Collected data

^^^^^^^^

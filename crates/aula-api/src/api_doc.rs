//! OpenAPI document assembly.

use utoipa::OpenApi;

#[derive(OpenApi)]
#[openapi(
    paths(
        crate::handlers::file_upload::upload_file,
        crate::handlers::file_get::get_file,
        crate::handlers::file_download::get_download_url,
        crate::handlers::file_delete::delete_file,
        crate::handlers::health::health_check,
    ),
    components(schemas(
        aula_core::models::FileResponse,
        crate::handlers::file_download::DownloadUrlResponse,
        crate::handlers::file_delete::MessageResponse,
        crate::error::ErrorResponse,
    )),
    tags(
        (name = "files", description = "Course file upload, download, and deletion")
    )
)]
pub struct ApiDoc;

pub fn get_openapi_spec() -> utoipa::openapi::OpenApi {
    ApiDoc::openapi()
}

^^^^^^^^

EXERCISE INSTRUCTIONS. Whenever a line of the data includes "handlers", copy that line.

SOLVED PROBLEM.
        crate::handlers::file_upload::upload_file,
        crate::handlers::file_get::get_file,
        crate::handlers::file_download::get_download_url,
        crate::handlers::file_delete::delete_file,
        crate::handlers::health::health_check,
        crate::handlers::file_download::DownloadUrlResponse,
        crate::handlers::file_delete::MessageResponse,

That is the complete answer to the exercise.